(EXERCISE DESCRIPTION) Gather all lines in the entries below that include the word "must".

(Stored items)
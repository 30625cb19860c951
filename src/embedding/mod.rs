//! Embedding generation for semantic search and retrieval.

mod hash;
mod openai;

pub use hash::HashEmbedder;
pub use openai::OpenAIEmbedder;

use crate::config::{EmbeddingProvider, EmbeddingSettings};
use crate::error::{CuebaseError, Result};
use async_trait::async_trait;
use std::sync::Arc;
use tracing::info;

/// Trait for embedding generation.
#[async_trait]
pub trait Embedder: Send + Sync {
    /// Generate an embedding for a single text.
    async fn embed(&self, text: &str) -> Result<Vec<f32>> {
        self.embed_batch(&[text.to_string()])
            .await?
            .into_iter()
            .next()
            .ok_or_else(|| CuebaseError::Provider("Empty embedding response".to_string()))
    }

    /// Generate embeddings for multiple texts, preserving input order.
    async fn embed_batch(&self, texts: &[String]) -> Result<Vec<Vec<f32>>>;

    /// Get the embedding dimensions.
    fn dimensions(&self) -> usize;

    /// Short provider name for logs and diagnostics.
    fn name(&self) -> &'static str;
}

/// Build the embedder selected by configuration.
///
/// `auto` uses OpenAI when `OPENAI_API_KEY` is set and the offline hash
/// embedder otherwise.
pub fn create_embedder(settings: &EmbeddingSettings, timeout_secs: u64) -> Result<Arc<dyn Embedder>> {
    let dimensions = settings.dimensions as usize;

    let provider = match settings.provider {
        EmbeddingProvider::Auto if crate::openai::is_api_key_configured() => EmbeddingProvider::OpenAI,
        EmbeddingProvider::Auto => EmbeddingProvider::Hash,
        other => other,
    };

    let embedder: Arc<dyn Embedder> = match provider {
        EmbeddingProvider::OpenAI => {
            Arc::new(OpenAIEmbedder::with_config(&settings.model, dimensions, timeout_secs)?)
        }
        _ => Arc::new(HashEmbedder::new(dimensions)?),
    };

    info!("Using {} embeddings ({} dimensions)", embedder.name(), dimensions);
    Ok(embedder)
}

#[cfg(test)]
mod tests {
    use super::*;

    #[test]
    fn test_create_hash_embedder() {
        let settings = EmbeddingSettings {
            provider: EmbeddingProvider::Hash,
            model: "unused".to_string(),
            dimensions: 64,
        };
        let embedder = create_embedder(&settings, 5).unwrap();
        assert_eq!(embedder.name(), "hash");
        assert_eq!(embedder.dimensions(), 64);
    }
}
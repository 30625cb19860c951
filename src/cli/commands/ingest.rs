//! Ingest command implementation.

use crate::cli::Output;
use crate::config::Settings;
use crate::orchestrator::{IngestOptions, Orchestrator};
use anyhow::{Context, Result};
use std::io::Read;

/// Run the ingest command.
pub async fn run_ingest(video_id: &str, file: &str, keep_existing: bool, settings: Settings) -> Result<()> {
    let captions = if file == "-" {
        let mut buffer = String::new();
        std::io::stdin()
            .read_to_string(&mut buffer)
            .context("Failed to read captions from stdin")?;
        buffer
    } else {
        std::fs::read_to_string(file).with_context(|| format!("Failed to read caption file {}", file))?
    };

    let orchestrator = Orchestrator::new(settings)?;
    let spinner = Output::spinner(&format!("Indexing captions for {}...", video_id));

    let options = IngestOptions {
        clear_existing: !keep_existing,
    };

    match orchestrator.ingest(video_id, &captions, options).await {
        Ok(outcome) => {
            spinner.finish_and_clear();
            Output::success(&format!(
                "Indexed {} chunks for '{}' ({} vectors total)",
                outcome.chunk_count,
                outcome.video_id,
                outcome.vector_ids.len()
            ));

            if !outcome.skipped_cues.is_empty() {
                Output::warning(&format!("Skipped {} malformed cues:", outcome.skipped_cues.len()));
                for cue in &outcome.skipped_cues {
                    Output::kv(&format!("line {}", cue.line), &cue.reason.to_string());
                }
            }
        }
        Err(e) => {
            spinner.finish_and_clear();
            Output::error(&format!("Failed to ingest captions: {}", e));
            return Err(e.into());
        }
    }

    Ok(())
}
//! CLI module for Cuebase.

pub mod commands;
mod output;

pub use output::Output;

use clap::{Parser, Subcommand};

/// Cuebase - ask questions about training videos
///
/// Indexes WebVTT caption tracks and answers questions grounded in what the
/// video says, optionally anchored at the current playback position.
#[derive(Parser, Debug)]
#[command(name = "cuebase")]
#[command(version, about, long_about = None)]
pub struct Cli {
    /// Increase verbosity (-v for info, -vv for debug, -vvv for trace)
    #[arg(short, long, action = clap::ArgAction::Count, global = true)]
    pub verbose: u8,

    /// Path to configuration file
    #[arg(short, long, global = true, env = "CUEBASE_CONFIG")]
    pub config: Option<String>,

    #[command(subcommand)]
    pub command: Commands,
}

#[derive(Subcommand, Debug)]
pub enum Commands {
    /// Index a caption file for a video
    Ingest {
        /// Video ID the captions belong to
        video_id: String,

        /// WebVTT caption file ('-' reads stdin)
        file: String,

        /// Keep previously indexed chunks instead of replacing them
        #[arg(long)]
        keep_existing: bool,
    },

    /// Ask a question about a video
    Ask {
        /// Video ID to ask about
        video_id: String,

        /// The question to ask
        question: String,

        /// Current playback position in seconds
        #[arg(long, value_name = "SECONDS")]
        at: Option<f64>,

        /// LLM model to use for response generation
        #[arg(short, long)]
        model: Option<String>,
    },

    /// Summarize a video: overview, outline and key terms
    Analyze {
        /// Video ID
        video_id: String,

        /// Print the analysis as JSON
        #[arg(long)]
        json: bool,
    },

    /// Show index details for a video
    Info {
        /// Video ID
        video_id: String,
    },

    /// Remove a video from the index
    Delete {
        /// Video ID
        video_id: String,
    },

    /// List ingested videos
    List,

    /// Rebuild a video's index from its stored captions
    Reingest {
        /// Video ID to rebuild (use 'all' to rebuild everything)
        video_id: String,
    },

    /// Export the stored transcript of a video
    Export {
        /// Video ID to export
        video_id: String,

        /// Output file (stdout if not specified)
        #[arg(short, long)]
        output: Option<String>,

        /// Output format (json, srt, vtt)
        #[arg(long, default_value = "json")]
        format: String,
    },

    /// Manage configuration
    Config {
        #[command(subcommand)]
        action: ConfigAction,
    },
}

#[derive(Subcommand, Debug)]
pub enum ConfigAction {
    /// Show current configuration
    Show,

    /// Show configuration file path
    Path,
}

#[cfg(test)]
mod tests {
    use super::*;

    #[test]
    fn test_parse_ask_with_timestamp() {
        let cli = Cli::try_parse_from(["cuebase", "-vv", "ask", "vid-1", "What is a trait?", "--at", "65.5"]).unwrap();
        assert_eq!(cli.verbose, 2);
        match cli.command {
            Commands::Ask { video_id, question, at, model } => {
                assert_eq!(video_id, "vid-1");
                assert_eq!(question, "What is a trait?");
                assert_eq!(at, Some(65.5));
                assert!(model.is_none());
            }
            other => panic!("unexpected command: {:?}", other),
        }
    }

    #[test]
    fn test_parse_analyze_json() {
        let cli = Cli::try_parse_from(["cuebase", "analyze", "vid-1", "--json"]).unwrap();
        assert!(matches!(
            cli.command,
            Commands::Analyze { ref video_id, json: true } if video_id == "vid-1"
        ));
    }

    #[test]
    fn test_parse_ingest_flags() {
        let cli = Cli::try_parse_from(["cuebase", "ingest", "vid-1", "talk.vtt", "--keep-existing"]).unwrap();
        assert!(matches!(
            cli.command,
            Commands::Ingest { keep_existing: true, .. }
        ));
    }
}
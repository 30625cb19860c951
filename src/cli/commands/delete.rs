//! Delete command implementation.

use crate::cli::Output;
use crate::config::Settings;
use crate::orchestrator::Orchestrator;
use anyhow::Result;

/// Run the delete command.
pub async fn run_delete(video_id: &str, settings: Settings) -> Result<()> {
    let orchestrator = Orchestrator::new(settings)?;

    match orchestrator.delete_video(video_id).await {
        Ok(removed) => {
            Output::success(&format!("Deleted '{}' ({} chunks)", video_id, removed));
            Ok(())
        }
        Err(e) => {
            Output::error(&format!("Failed to delete '{}': {}", video_id, e));
            Output::info("Use 'cuebase list' to see ingested videos.");
            Err(e.into())
        }
    }
}
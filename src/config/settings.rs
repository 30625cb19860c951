//! Configuration settings for Cuebase.

use crate::chunking::ChunkingConfig;
use serde::{Deserialize, Serialize};
use std::path::PathBuf;

/// Root configuration structure.
#[derive(Debug, Clone, Serialize, Deserialize, Default)]
#[serde(default)]
pub struct Settings {
    pub general: GeneralSettings,
    pub openai: OpenAISettings,
    pub embedding: EmbeddingSettings,
    pub chunking: ChunkingSettings,
    pub vector_store: VectorStoreSettings,
    pub retrieval: RetrievalSettings,
    pub rag: RagSettings,
    pub prompts: PromptSettings,
}

/// General application settings.
#[derive(Debug, Clone, Serialize, Deserialize)]
#[serde(default)]
pub struct GeneralSettings {
    /// Directory for storing application data.
    pub data_dir: String,
    /// Log level (trace, debug, info, warn, error).
    pub log_level: String,
}

impl Default for GeneralSettings {
    fn default() -> Self {
        Self {
            data_dir: "~/.cuebase".to_string(),
            log_level: "warn".to_string(),
        }
    }
}

/// OpenAI client settings shared by embeddings and generation.
#[derive(Debug, Clone, Serialize, Deserialize)]
#[serde(default)]
pub struct OpenAISettings {
    /// Request timeout in seconds.
    pub timeout_secs: u64,
}

impl Default for OpenAISettings {
    fn default() -> Self {
        Self {
            timeout_secs: crate::openai::DEFAULT_TIMEOUT_SECS,
        }
    }
}

/// Embedding provider selection.
#[derive(Debug, Clone, Copy, Serialize, Deserialize, Default, PartialEq, Eq)]
#[serde(rename_all = "lowercase")]
pub enum EmbeddingProvider {
    /// OpenAI when an API key is configured, hash fallback otherwise.
    #[default]
    Auto,
    OpenAI,
    /// Deterministic offline SHA-256 embeddings.
    Hash,
}

impl std::fmt::Display for EmbeddingProvider {
    fn fmt(&self, f: &mut std::fmt::Formatter<'_>) -> std::fmt::Result {
        match self {
            EmbeddingProvider::Auto => write!(f, "auto"),
            EmbeddingProvider::OpenAI => write!(f, "openai"),
            EmbeddingProvider::Hash => write!(f, "hash"),
        }
    }
}

/// Embedding generation settings.
#[derive(Debug, Clone, Serialize, Deserialize)]
#[serde(default)]
pub struct EmbeddingSettings {
    /// Embedding provider (auto, openai, hash).
    pub provider: EmbeddingProvider,
    /// Embedding model to use.
    pub model: String,
    /// Embedding dimensions; also the vector dimension of every collection.
    pub dimensions: u32,
}

impl Default for EmbeddingSettings {
    fn default() -> Self {
        Self {
            provider: EmbeddingProvider::Auto,
            model: "text-embedding-3-small".to_string(),
            dimensions: 1536,
        }
    }
}

/// Caption chunking settings.
#[derive(Debug, Clone, Serialize, Deserialize)]
#[serde(default)]
pub struct ChunkingSettings {
    /// Segments per chunk.
    pub chunk_size: usize,
    /// Segments shared between consecutive chunks.
    pub overlap: usize,
}

impl Default for ChunkingSettings {
    fn default() -> Self {
        let defaults = ChunkingConfig::default();
        Self {
            chunk_size: defaults.chunk_size,
            overlap: defaults.overlap,
        }
    }
}

impl ChunkingSettings {
    pub fn to_config(&self) -> ChunkingConfig {
        ChunkingConfig {
            chunk_size: self.chunk_size,
            overlap: self.overlap,
        }
    }
}

/// Vector store settings.
#[derive(Debug, Clone, Serialize, Deserialize)]
#[serde(default)]
pub struct VectorStoreSettings {
    /// Vector store provider (sqlite, memory).
    pub provider: String,
    /// Path to SQLite database (for sqlite provider).
    pub sqlite_path: String,
}

impl Default for VectorStoreSettings {
    fn default() -> Self {
        Self {
            provider: "sqlite".to_string(),
            sqlite_path: "~/.cuebase/index.db".to_string(),
        }
    }
}

/// Dual-strategy retrieval settings.
#[derive(Debug, Clone, Serialize, Deserialize)]
#[serde(default)]
pub struct RetrievalSettings {
    /// Half-width of the playback window in seconds.
    pub window_seconds: f64,
    /// Number of semantic results requested; merged output is capped at twice this.
    pub n_chunks: usize,
    /// Maximum number of timestamp-window chunks.
    pub max_context_chunks: usize,
}

impl Default for RetrievalSettings {
    fn default() -> Self {
        Self {
            window_seconds: 30.0,
            n_chunks: 5,
            max_context_chunks: 5,
        }
    }
}

/// Answer generation settings.
#[derive(Debug, Clone, Serialize, Deserialize)]
#[serde(default)]
pub struct RagSettings {
    /// LLM model for answers.
    pub model: String,
    pub temperature: f32,
    pub max_tokens: u32,
    /// Number of most recent conversation turns forwarded to the model.
    pub history_limit: usize,
    /// Generate a follow-up engagement prompt when a playback position is known.
    pub engagement_enabled: bool,
    /// Smaller model used for the engagement prompt.
    pub engagement_model: String,
    pub engagement_max_tokens: u32,
    /// Model for whole-video analysis (summary, outline, key terms).
    pub analysis_model: String,
    pub analysis_max_tokens: u32,
    /// Model for conversation titles.
    pub title_model: String,
    pub title_max_tokens: u32,
}

impl Default for RagSettings {
    fn default() -> Self {
        Self {
            model: "gpt-4o-mini".to_string(),
            temperature: 0.7,
            max_tokens: 1000,
            history_limit: 10,
            engagement_enabled: true,
            engagement_model: "gpt-4o-mini".to_string(),
            engagement_max_tokens: 60,
            analysis_model: "gpt-4o".to_string(),
            analysis_max_tokens: 1500,
            title_model: "gpt-4o-mini".to_string(),
            title_max_tokens: 20,
        }
    }
}

/// Prompt customization settings.
#[derive(Debug, Clone, Serialize, Deserialize, Default)]
#[serde(default)]
pub struct PromptSettings {
    /// Directory for custom prompts (overrides defaults).
    pub custom_dir: Option<String>,
    /// Custom variables available in all prompts as {{variable_name}}.
    pub variables: std::collections::HashMap<String, String>,
}

impl Settings {
    /// Load settings from the default configuration file.
    pub fn load() -> crate::error::Result<Self> {
        Self::load_from(None)
    }

    /// Load settings from a specific path, or default location if None.
    pub fn load_from(path: Option<&PathBuf>) -> crate::error::Result<Self> {
        let config_path = match path {
            Some(p) => p.clone(),
            None => Self::default_config_path(),
        };

        let settings: Settings = if config_path.exists() {
            let content = std::fs::read_to_string(&config_path)?;
            toml::from_str(&content)?
        } else {
            Settings::default()
        };

        settings.validate()?;
        Ok(settings)
    }

    /// Reject settings the pipeline cannot run with.
    pub fn validate(&self) -> crate::error::Result<()> {
        self.chunking.to_config().validate()?;

        if self.embedding.dimensions == 0 {
            return Err(crate::error::CuebaseError::Config(
                "embedding.dimensions must be greater than zero".to_string(),
            ));
        }
        if self.retrieval.window_seconds < 0.0 {
            return Err(crate::error::CuebaseError::Config(
                "retrieval.window_seconds must not be negative".to_string(),
            ));
        }

        Ok(())
    }

    /// Get the default configuration file path.
    pub fn default_config_path() -> PathBuf {
        dirs::config_dir()
            .unwrap_or_else(|| PathBuf::from("."))
            .join("cuebase")
            .join("config.toml")
    }

    /// Expand shell variables in paths (e.g., ~).
    pub fn expand_path(path: &str) -> PathBuf {
        PathBuf::from(shellexpand::tilde(path).to_string())
    }

    /// Get the expanded data directory path.
    pub fn data_dir(&self) -> PathBuf {
        Self::expand_path(&self.general.data_dir)
    }

    /// Get the expanded SQLite database path.
    pub fn sqlite_path(&self) -> PathBuf {
        Self::expand_path(&self.vector_store.sqlite_path)
    }
}
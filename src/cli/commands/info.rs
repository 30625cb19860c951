//! Info command implementation.

use crate::cli::Output;
use crate::config::Settings;
use crate::orchestrator::Orchestrator;
use anyhow::Result;

/// Run the info command.
pub async fn run_info(video_id: &str, settings: Settings) -> Result<()> {
    let orchestrator = Orchestrator::new(settings)?;

    let info = orchestrator.collection_info(video_id).await?;
    let record = orchestrator.knowledge_record(video_id).await?;

    Output::header(&format!("Video {}", video_id));
    Output::kv("Indexed", if info.exists { "yes" } else { "no" });
    Output::kv("Chunks", &info.chunk_count.to_string());
    Output::kv(
        "Dimension",
        &info.dimension.map(|d| d.to_string()).unwrap_or_else(|| "-".to_string()),
    );

    match record {
        Some(record) => {
            Output::kv("Status", record.status.as_str());
            Output::kv("Updated", &record.updated_at.format("%Y-%m-%d %H:%M:%S UTC").to_string());
            if let Some(error) = &record.error {
                Output::kv("Last error", error);
            }
        }
        None => Output::kv("Status", "not ingested"),
    }

    Ok(())
}
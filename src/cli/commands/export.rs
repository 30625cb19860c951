//! Export command implementation.

use crate::captions::{format_segments, ExportFormat};
use crate::cli::Output;
use crate::config::Settings;
use crate::orchestrator::Orchestrator;
use anyhow::Result;

/// Run the export command.
pub async fn run_export(
    video_id: &str,
    output: Option<String>,
    format: &str,
    settings: Settings,
) -> Result<()> {
    let export_format: ExportFormat = format.parse().map_err(|e: String| anyhow::anyhow!(e))?;

    let orchestrator = Orchestrator::new(settings)?;

    let transcript = match orchestrator.transcript(video_id).await {
        Ok(transcript) => transcript,
        Err(e) => {
            Output::error(&format!("No stored captions for video ID {}: {}", video_id, e));
            Output::info("Use 'cuebase list' to see ingested videos.");
            return Err(e.into());
        }
    };

    let output_str = format_segments(video_id, &transcript.segments, export_format);

    match output {
        Some(path) if path != "-" => {
            std::fs::write(&path, &output_str)?;
            Output::success(&format!(
                "Exported '{}' to {} ({} segments)",
                video_id,
                path,
                transcript.segments.len()
            ));
        }
        _ => {
            println!("{}", output_str);
        }
    }

    Ok(())
}
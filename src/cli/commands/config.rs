//! Config command implementation.

use crate::cli::ConfigAction;
use crate::config::Settings;
use anyhow::Result;

/// Run the config command.
pub fn run_config(action: &ConfigAction, config_path: Option<&str>, settings: Settings) -> Result<()> {
    match action {
        ConfigAction::Show => {
            let toml_str = toml::to_string_pretty(&settings)
                .map_err(|e| anyhow::anyhow!("Failed to serialize config: {}", e))?;
            println!("{}", toml_str);
        }

        ConfigAction::Path => {
            let path = config_path
                .map(Settings::expand_path)
                .unwrap_or_else(Settings::default_config_path);
            println!("{}", path.display());
        }
    }

    Ok(())
}
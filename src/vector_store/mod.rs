//! Vector index abstraction for Cuebase.
//!
//! Every video owns a logical collection with a fixed vector dimension.
//! Operations on one video's collection never see another video's points.

mod memory;
mod record;
mod sqlite;

pub use memory::MemoryVectorStore;
pub use record::{KnowledgeRecord, KnowledgeStore, VectorizationStatus};
pub use sqlite::SqliteVectorStore;

use crate::chunking::Chunk;
use crate::error::Result;
use async_trait::async_trait;
use serde::{Deserialize, Serialize};
use uuid::Uuid;

/// Timing and ordering metadata stored with each point.
#[derive(Debug, Clone, Copy, PartialEq, Serialize, Deserialize)]
pub struct ChunkMetadata {
    pub start_seconds: f64,
    pub end_seconds: f64,
    pub sequence_index: u32,
}

/// Payload stored alongside a vector.
#[derive(Debug, Clone, PartialEq, Serialize, Deserialize)]
pub struct ChunkPayload {
    pub text: String,
    pub metadata: ChunkMetadata,
}

/// A vector plus payload, one per chunk.
#[derive(Debug, Clone, Serialize, Deserialize)]
pub struct IndexedPoint {
    pub id: Uuid,
    pub video_id: String,
    pub vector: Vec<f32>,
    pub payload: ChunkPayload,
}

impl IndexedPoint {
    /// Create a point with a fresh id for a chunk of `video_id`.
    pub fn from_chunk(video_id: &str, chunk: &Chunk, vector: Vec<f32>) -> Self {
        Self {
            id: Uuid::new_v4(),
            video_id: video_id.to_string(),
            vector,
            payload: ChunkPayload {
                text: chunk.text.clone(),
                metadata: ChunkMetadata {
                    start_seconds: chunk.start_seconds,
                    end_seconds: chunk.end_seconds,
                    sequence_index: chunk.sequence_index,
                },
            },
        }
    }
}

/// A chunk returned from the index. Lower distance means more similar.
#[derive(Debug, Clone, PartialEq, Serialize, Deserialize)]
pub struct RetrievalResult {
    pub id: Uuid,
    pub text: String,
    pub metadata: ChunkMetadata,
    /// Cosine distance in `[0, 2]`.
    pub distance: f32,
}

impl RetrievalResult {
    pub fn from_point(point: &IndexedPoint, distance: f32) -> Self {
        Self {
            id: point.id,
            text: point.payload.text.clone(),
            metadata: point.payload.metadata,
            distance,
        }
    }

    pub fn sequence_index(&self) -> u32 {
        self.metadata.sequence_index
    }

    /// Rebuild the chunk this result was indexed from.
    pub fn to_chunk(&self) -> Chunk {
        Chunk {
            sequence_index: self.metadata.sequence_index,
            start_seconds: self.metadata.start_seconds,
            end_seconds: self.metadata.end_seconds,
            text: self.text.clone(),
        }
    }
}

/// Summary of one video's collection.
#[derive(Debug, Clone, PartialEq, Serialize, Deserialize)]
pub struct CollectionInfo {
    pub video_id: String,
    pub chunk_count: usize,
    /// Vector dimension, if the collection exists.
    pub dimension: Option<usize>,
    /// True when the collection holds at least one point.
    pub exists: bool,
}

impl CollectionInfo {
    pub fn missing(video_id: &str) -> Self {
        Self {
            video_id: video_id.to_string(),
            chunk_count: 0,
            dimension: None,
            exists: false,
        }
    }
}

/// What `ensure_schema` did to a collection.
#[derive(Debug, Clone, Copy, PartialEq, Eq)]
pub enum SchemaStatus {
    Created,
    Unchanged,
    /// The collection had another dimension and was dropped and recreated.
    Recreated { previous: usize },
}

/// Trait for vector index implementations.
#[async_trait]
pub trait VectorIndex: Send + Sync {
    /// Make sure `video_id` has a collection of `dimension`. A collection of
    /// another dimension is dropped with all of its points and recreated.
    async fn ensure_schema(&self, video_id: &str, dimension: usize) -> Result<SchemaStatus>;

    /// Insert or replace points by id, returning the ids written.
    ///
    /// A missing collection is created with the first point's dimension.
    async fn upsert(&self, points: &[IndexedPoint]) -> Result<Vec<Uuid>>;

    /// Up to `limit` closest points of one video, by ascending distance.
    async fn search(&self, video_id: &str, query: &[f32], limit: usize) -> Result<Vec<RetrievalResult>>;

    /// Remove points by id. Unknown ids are ignored.
    async fn delete_by_ids(&self, ids: &[Uuid]) -> Result<usize>;

    /// Remove a video's collection and all its points.
    async fn drop_collection(&self, video_id: &str) -> Result<bool>;

    /// Every point of one video ordered by sequence index, with distance 0.
    async fn get_all(&self, video_id: &str) -> Result<Vec<RetrievalResult>>;

    /// Point count and dimension for one video.
    async fn collection_info(&self, video_id: &str) -> Result<CollectionInfo>;

    /// Info for every collection.
    async fn list_collections(&self) -> Result<Vec<CollectionInfo>>;
}

/// Compute cosine similarity between two vectors.
pub fn cosine_similarity(a: &[f32], b: &[f32]) -> f32 {
    if a.len() != b.len() || a.is_empty() {
        return 0.0;
    }

    let dot_product: f32 = a.iter().zip(b.iter()).map(|(x, y)| x * y).sum();
    let norm_a: f32 = a.iter().map(|x| x * x).sum::<f32>().sqrt();
    let norm_b: f32 = b.iter().map(|x| x * x).sum::<f32>().sqrt();

    if norm_a == 0.0 || norm_b == 0.0 {
        return 0.0;
    }

    dot_product / (norm_a * norm_b)
}

/// Cosine distance `1 - similarity`, clamped to `[0, 2]`.
pub fn cosine_distance(a: &[f32], b: &[f32]) -> f32 {
    (1.0 - cosine_similarity(a, b)).clamp(0.0, 2.0)
}

/// Order results by ascending distance, then by sequence index.
pub(crate) fn sort_by_distance(results: &mut [RetrievalResult]) {
    results.sort_by(|a, b| {
        a.distance
            .total_cmp(&b.distance)
            .then(a.metadata.sequence_index.cmp(&b.metadata.sequence_index))
    });
}

#[cfg(test)]
mod tests {
    use super::*;

    #[test]
    fn test_cosine_similarity() {
        let a = vec![1.0, 0.0, 0.0];
        let b = vec![1.0, 0.0, 0.0];
        assert!((cosine_similarity(&a, &b) - 1.0).abs() < 0.001);

        let c = vec![0.0, 1.0, 0.0];
        assert!((cosine_similarity(&a, &c)).abs() < 0.001);

        let d = vec![-1.0, 0.0, 0.0];
        assert!((cosine_similarity(&a, &d) + 1.0).abs() < 0.001);
    }

    #[test]
    fn test_cosine_distance_range() {
        let a = vec![1.0, 0.0];
        assert!(cosine_distance(&a, &[1.0, 0.0]).abs() < 0.001);
        assert!((cosine_distance(&a, &[0.0, 1.0]) - 1.0).abs() < 0.001);
        assert!((cosine_distance(&a, &[-1.0, 0.0]) - 2.0).abs() < 0.001);
        // Mismatched lengths are treated as unrelated.
        assert!((cosine_distance(&a, &[1.0]) - 1.0).abs() < 0.001);
    }

    #[test]
    fn test_point_from_chunk() {
        let chunk = Chunk {
            sequence_index: 3,
            start_seconds: 12.0,
            end_seconds: 20.5,
            text: "ownership rules".to_string(),
        };
        let point = IndexedPoint::from_chunk("vid-1", &chunk, vec![0.5; 4]);
        let result = RetrievalResult::from_point(&point, 0.25);

        assert_eq!(point.video_id, "vid-1");
        assert_eq!(result.sequence_index(), 3);
        assert_eq!(result.to_chunk(), chunk);
    }
}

(ANSWER BOX)
                "embedding.dimensions must be greater than zero".to_string(),
                "retrieval.window_seconds must not be negative".to_string(),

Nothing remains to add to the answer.